Lifters from across the country met at Scarborough’s Spa complex to engage in a beachfront battle that captivated tattoo clad conventioneers and everyday beach goers alike. As a last minute entrant to the competition I became instantly thankful I’d made the commitment to lift. The whole set-up differed from any other Powerlifting competition I had been to, with the stage outside against a beautiful beach backdrop, what wasn’t to
The lifting took place over two days, the ladies and the lighter men on Saturday whilst the battle of the big boys took centre stage on Sunday. It was extremely refreshing to lift alongside a number of first time lifters, all of which showed strength, class and passion on the platform. Powerlifting appears to be growing rapidly and recruiting some very strong ladies along the way.
I opened on 130kg lifting to the not so serious Cyndi Lauper’s “Girls just wanna have fun”, which believe it or not wasn’t out of place amongst the other track choices; Barbie Girl and Pretty Woman to name a few.
Yes, this was no ordinary Powerlifting meet.

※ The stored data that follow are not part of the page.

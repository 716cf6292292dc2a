//! Library relocation into the bundle directory.

use anyhow::{bail, Context, Result};
use log::info;
use std::fs;
use std::os::unix::fs::PermissionsExt;
use std::path::{Path, PathBuf};

use crate::paths::PrefixFilter;

/// Link-path template used when none is given: resolve next to the loading binary.
pub const DEFAULT_LINK_PATH: &str = "@loader_path";

/// A library copied into the bundle.
#[derive(Debug, Clone, PartialEq, Eq)]
pub struct Move {
    /// Absolute path the library was referenced by.
    pub original: PathBuf,
    /// Reference that replaces `original`, e.g. `@loader_path/libfoo.dylib`.
    pub link: PathBuf,
    /// Where the copy now lives.
    pub copied_to: PathBuf,
}

impl Move {
    pub fn file_name(&self) -> &std::ffi::OsStr {
        self.copied_to
            .file_name()
            .unwrap_or(self.copied_to.as_os_str())
    }
}

/// Add the owner write bit so the copy can be patched afterwards.
///
/// Package managers often install libraries as 0444.
pub fn make_writable(path: &Path) -> Result<()> {
    let mut perms = fs::metadata(path)
        .with_context(|| format!("Failed to read metadata: {}", path.display()))?
        .permissions();
    perms.set_mode(perms.mode() | 0o200);
    fs::set_permissions(path, perms)
        .with_context(|| format!("Failed to set permissions: {}", path.display()))?;
    Ok(())
}

/// Copy every library whose folder lies under one of `prefixes` into `dest`.
///
/// Existing files in `dest` are overwritten. Each library produces at most one
/// move, for the first matching prefix. Libraries are visited in the set's
/// order, so the returned moves are sorted by original path.
pub fn consolidate_libraries<'a, I>(
    libs: I,
    prefixes: &PrefixFilter,
    dest: &Path,
    link_path: &Path,
) -> Result<Vec<Move>>
where
    I: IntoIterator<Item = &'a PathBuf>,
{
    if !dest.is_dir() {
        bail!(
            "Destination directory does not exist: {}",
            dest.display()
        );
    }

    let mut moved = Vec::new();

    for lib in libs {
        let (Some(folder), Some(name)) = (lib.parent(), lib.file_name()) else {
            continue;
        };
        if !prefixes.matches(folder) {
            continue;
        }

        let target = dest.join(name);
        if is_same_file(lib, &target) {
            info!("{} is already in {}", lib.display(), dest.display());
        } else {
            info!("Copying {} to {}", lib.display(), target.display());
            fs::copy(lib, &target).with_context(|| {
                format!("Failed to copy {} to {}", lib.display(), target.display())
            })?;
        }
        make_writable(&target)?;

        moved.push(Move {
            original: lib.clone(),
            link: link_path.join(name),
            copied_to: target,
        });
    }

    info!("Moved: {:?}", moved.iter().map(|m| &m.original).collect::<Vec<_>>());
    Ok(moved)
}

/// Copying a file onto itself truncates it.
fn is_same_file(a: &Path, b: &Path) -> bool {
    match (fs::canonicalize(a), fs::canonicalize(b)) {
        (Ok(a), Ok(b)) => a == b,
        _ => false,
    }
}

Most lifters chose a fun track to accompany their first lift often with some rather questionable dance moves to complement these choices; guilty as charged. The lift felt easy, the crowd supportive and so I went ahead with a second of 142.5kg, a training lift at best, this time opting for The Prodigy to spur me on. With the second lift in, the final decision was already made, 150kg; I hadn’t hit this for a while and I hadn’t trained much either but I’m never satisfied unless 150kg is at least attempted. I did attempt it and it just wasn’t there, no matter how hard the crowd screamed and how much I pulled, I had to succumb and drop the bar. Whilst personally I felt pretty annoyed with myself, it was a charity event and the only numbers that really mattered on the day were the coins in the buckets. As it turned out my 142.5kg was enough to win the class and I’m pretty proud to be one of the winners at the first ever Seaside Showdown.
Sunday’s lifting was a clash of epic proportions where lifts in excess of 300kg were far from uncommon. Crowds gathered to watch a battle of the giants where newcomers and Powerlifting veterans showcased their strength on the platform. A variety of unofficial world records were broken including a 310kg Master’s record lift from my own Coach, Gary Boulton; a personal best, proving age is nothing but a number in this game. Another lifter dominating the platform was Jay Hollingsworth, whom delayed procedures when tape was needed to secure his colossal attempts to the bar; finishing on 372.5kg at just 109kg body weight and attracting generous donations from the crowd.
To close the show, I was proud as a Lift for Cancer athlete to be asked to give out the medals and awards to lifters as a token of their efforts on the final day. I feel honoured to have been a part of such a successful and positive event which is sure to map out a prosperous future for Lift for Cancer. Overall, the weekend was a resounding success, raising the profile of the Lift for Cancer campaign as well as over £1000 toward the cause.